▶ **PROVIDED DATA**
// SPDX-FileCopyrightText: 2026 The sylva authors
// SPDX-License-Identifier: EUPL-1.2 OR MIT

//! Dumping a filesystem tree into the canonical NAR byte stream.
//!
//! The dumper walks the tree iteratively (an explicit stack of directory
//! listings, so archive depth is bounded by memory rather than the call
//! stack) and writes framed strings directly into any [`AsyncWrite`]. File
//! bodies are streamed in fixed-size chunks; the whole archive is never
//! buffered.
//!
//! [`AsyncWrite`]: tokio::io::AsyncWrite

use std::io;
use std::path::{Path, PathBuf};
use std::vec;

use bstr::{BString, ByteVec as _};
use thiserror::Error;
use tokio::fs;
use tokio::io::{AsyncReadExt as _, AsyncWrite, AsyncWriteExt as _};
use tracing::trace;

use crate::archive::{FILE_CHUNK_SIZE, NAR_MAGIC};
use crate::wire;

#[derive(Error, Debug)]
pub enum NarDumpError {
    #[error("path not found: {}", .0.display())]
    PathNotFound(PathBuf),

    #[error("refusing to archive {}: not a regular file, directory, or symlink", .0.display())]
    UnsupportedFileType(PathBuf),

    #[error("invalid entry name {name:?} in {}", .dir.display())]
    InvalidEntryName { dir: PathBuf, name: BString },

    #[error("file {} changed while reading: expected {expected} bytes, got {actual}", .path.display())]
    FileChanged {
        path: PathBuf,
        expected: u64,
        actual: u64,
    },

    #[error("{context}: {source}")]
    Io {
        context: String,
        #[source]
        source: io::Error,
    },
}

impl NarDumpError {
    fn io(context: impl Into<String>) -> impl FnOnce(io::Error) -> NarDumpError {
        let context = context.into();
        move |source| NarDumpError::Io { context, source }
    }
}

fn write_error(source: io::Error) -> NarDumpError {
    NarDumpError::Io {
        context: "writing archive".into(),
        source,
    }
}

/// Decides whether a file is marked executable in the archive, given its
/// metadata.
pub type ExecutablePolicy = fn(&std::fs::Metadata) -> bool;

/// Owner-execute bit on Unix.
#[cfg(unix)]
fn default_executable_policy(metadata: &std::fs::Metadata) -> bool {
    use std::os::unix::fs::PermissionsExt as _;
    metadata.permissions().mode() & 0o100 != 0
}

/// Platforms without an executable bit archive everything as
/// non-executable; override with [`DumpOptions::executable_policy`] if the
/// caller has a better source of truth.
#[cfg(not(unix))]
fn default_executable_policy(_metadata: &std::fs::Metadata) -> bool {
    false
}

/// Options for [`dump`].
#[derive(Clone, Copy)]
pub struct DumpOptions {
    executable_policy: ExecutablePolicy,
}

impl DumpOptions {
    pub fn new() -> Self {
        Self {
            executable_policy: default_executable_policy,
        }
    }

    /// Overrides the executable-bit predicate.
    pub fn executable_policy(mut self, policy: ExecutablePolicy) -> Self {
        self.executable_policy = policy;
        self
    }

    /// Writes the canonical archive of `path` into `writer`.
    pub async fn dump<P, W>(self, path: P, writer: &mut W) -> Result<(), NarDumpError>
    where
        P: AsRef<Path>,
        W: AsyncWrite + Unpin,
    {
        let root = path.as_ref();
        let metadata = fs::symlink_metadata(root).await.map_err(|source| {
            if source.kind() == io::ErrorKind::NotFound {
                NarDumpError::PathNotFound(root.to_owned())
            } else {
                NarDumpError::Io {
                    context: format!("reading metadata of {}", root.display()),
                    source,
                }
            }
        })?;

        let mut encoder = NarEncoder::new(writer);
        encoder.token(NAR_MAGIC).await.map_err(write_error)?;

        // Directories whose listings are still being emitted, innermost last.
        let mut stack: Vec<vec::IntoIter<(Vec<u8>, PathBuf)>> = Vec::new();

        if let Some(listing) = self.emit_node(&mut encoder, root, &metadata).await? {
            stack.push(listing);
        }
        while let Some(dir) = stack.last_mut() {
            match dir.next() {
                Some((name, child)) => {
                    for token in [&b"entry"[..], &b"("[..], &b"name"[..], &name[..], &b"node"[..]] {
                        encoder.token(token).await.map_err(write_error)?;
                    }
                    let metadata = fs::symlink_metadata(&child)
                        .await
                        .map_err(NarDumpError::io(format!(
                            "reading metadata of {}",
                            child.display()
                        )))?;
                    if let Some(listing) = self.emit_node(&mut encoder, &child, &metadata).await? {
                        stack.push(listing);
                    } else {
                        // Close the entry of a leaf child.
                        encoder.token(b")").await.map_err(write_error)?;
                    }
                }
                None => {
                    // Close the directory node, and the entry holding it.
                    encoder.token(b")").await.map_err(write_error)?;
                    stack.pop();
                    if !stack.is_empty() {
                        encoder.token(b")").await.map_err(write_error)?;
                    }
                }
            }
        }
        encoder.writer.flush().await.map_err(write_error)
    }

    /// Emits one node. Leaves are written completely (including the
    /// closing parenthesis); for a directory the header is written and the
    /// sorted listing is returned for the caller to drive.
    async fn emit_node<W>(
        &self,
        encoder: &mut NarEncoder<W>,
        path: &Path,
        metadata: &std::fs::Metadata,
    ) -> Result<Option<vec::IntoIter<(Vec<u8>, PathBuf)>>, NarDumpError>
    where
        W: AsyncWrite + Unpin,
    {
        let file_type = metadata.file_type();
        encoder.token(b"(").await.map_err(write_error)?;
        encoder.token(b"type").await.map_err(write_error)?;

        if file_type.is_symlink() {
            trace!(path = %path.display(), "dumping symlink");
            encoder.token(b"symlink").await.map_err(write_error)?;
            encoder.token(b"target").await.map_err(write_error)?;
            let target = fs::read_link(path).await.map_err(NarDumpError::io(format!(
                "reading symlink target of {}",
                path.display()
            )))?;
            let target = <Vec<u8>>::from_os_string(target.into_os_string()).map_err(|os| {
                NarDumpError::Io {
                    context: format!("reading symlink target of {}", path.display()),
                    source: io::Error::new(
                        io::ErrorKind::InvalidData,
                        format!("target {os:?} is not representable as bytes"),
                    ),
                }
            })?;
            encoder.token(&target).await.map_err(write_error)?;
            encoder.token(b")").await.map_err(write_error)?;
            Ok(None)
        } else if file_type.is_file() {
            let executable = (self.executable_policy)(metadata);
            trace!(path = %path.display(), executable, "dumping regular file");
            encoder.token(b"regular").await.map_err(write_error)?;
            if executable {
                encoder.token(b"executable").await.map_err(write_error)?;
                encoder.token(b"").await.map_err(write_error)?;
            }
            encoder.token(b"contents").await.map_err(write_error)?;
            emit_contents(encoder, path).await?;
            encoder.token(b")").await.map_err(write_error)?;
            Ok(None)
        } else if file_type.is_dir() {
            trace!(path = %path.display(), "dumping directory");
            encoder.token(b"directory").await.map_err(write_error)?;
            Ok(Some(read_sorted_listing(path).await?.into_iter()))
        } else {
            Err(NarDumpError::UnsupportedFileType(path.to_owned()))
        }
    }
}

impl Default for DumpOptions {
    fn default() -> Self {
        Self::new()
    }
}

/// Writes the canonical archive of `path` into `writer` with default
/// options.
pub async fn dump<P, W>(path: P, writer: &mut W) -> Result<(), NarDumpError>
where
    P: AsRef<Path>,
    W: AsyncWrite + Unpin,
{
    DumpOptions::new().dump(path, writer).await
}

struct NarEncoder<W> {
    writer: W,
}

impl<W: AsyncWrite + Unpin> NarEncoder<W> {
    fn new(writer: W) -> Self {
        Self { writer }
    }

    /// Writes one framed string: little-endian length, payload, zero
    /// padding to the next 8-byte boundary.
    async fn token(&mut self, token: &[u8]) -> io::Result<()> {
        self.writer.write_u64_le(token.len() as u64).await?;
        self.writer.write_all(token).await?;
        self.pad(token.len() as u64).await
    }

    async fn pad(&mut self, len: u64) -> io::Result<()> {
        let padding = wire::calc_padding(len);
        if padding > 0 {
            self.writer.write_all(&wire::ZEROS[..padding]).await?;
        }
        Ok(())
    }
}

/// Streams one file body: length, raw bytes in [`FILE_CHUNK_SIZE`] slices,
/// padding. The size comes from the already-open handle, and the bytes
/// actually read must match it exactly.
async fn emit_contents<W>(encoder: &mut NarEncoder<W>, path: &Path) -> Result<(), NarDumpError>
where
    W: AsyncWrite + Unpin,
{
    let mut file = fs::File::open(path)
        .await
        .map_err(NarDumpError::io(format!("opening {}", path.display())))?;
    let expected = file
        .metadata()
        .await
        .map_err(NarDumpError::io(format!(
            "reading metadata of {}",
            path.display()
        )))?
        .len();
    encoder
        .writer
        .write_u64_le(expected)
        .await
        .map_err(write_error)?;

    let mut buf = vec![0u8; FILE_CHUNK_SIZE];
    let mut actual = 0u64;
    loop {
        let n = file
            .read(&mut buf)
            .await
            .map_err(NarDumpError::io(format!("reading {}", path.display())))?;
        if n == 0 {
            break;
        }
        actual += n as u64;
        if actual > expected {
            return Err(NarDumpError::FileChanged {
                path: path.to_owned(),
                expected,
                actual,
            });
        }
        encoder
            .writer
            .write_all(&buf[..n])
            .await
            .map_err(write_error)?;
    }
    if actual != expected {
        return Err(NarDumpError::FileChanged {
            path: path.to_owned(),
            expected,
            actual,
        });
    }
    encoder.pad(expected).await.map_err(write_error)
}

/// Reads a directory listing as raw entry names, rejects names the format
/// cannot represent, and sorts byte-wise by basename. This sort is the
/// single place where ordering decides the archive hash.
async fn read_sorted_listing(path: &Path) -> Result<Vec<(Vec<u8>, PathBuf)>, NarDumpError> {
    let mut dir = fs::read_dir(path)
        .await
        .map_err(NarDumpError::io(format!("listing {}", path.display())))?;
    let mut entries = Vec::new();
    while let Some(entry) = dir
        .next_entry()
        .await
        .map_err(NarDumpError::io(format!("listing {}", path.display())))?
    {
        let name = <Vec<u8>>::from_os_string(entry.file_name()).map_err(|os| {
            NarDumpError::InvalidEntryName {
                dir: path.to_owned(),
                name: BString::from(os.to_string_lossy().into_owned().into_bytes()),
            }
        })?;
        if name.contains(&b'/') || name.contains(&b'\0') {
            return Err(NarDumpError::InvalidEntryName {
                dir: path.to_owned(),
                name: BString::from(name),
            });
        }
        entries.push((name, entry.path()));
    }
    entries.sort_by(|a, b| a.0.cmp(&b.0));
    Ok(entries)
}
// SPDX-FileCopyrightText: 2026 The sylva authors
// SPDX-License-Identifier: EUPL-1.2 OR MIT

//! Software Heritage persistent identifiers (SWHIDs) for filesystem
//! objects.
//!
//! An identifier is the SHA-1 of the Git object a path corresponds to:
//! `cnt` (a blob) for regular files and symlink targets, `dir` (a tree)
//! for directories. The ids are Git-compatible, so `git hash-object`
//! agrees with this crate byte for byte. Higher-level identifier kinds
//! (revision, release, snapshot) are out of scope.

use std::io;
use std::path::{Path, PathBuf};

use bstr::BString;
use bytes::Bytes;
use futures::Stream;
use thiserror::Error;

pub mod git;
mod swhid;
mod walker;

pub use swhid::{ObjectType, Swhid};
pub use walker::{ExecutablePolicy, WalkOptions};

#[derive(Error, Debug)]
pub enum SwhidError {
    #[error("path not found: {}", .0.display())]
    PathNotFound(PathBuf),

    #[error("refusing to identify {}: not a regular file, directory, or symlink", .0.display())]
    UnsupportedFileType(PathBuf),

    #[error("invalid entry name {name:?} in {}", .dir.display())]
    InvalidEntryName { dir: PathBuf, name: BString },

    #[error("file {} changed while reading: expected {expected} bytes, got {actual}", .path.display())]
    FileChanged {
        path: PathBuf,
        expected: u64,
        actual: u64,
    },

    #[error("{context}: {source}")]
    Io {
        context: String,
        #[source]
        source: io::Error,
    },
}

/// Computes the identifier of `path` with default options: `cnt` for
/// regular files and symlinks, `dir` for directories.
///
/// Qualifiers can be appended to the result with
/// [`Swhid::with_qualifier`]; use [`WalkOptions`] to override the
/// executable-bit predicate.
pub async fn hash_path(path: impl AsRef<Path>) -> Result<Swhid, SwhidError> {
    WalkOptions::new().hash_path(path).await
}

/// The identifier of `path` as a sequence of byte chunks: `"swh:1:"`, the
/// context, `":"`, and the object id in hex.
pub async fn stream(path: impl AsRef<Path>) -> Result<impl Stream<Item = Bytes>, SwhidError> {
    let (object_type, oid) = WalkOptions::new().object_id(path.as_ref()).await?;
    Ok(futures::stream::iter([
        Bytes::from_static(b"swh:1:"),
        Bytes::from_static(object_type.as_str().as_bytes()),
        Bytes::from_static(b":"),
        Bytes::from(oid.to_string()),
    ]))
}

▶ **WHAT NEEDS TO BE DONE**
State how many lines of the data above contain the string "reading", and give no other words.

▶ **RESULT OF THIS TASK**
8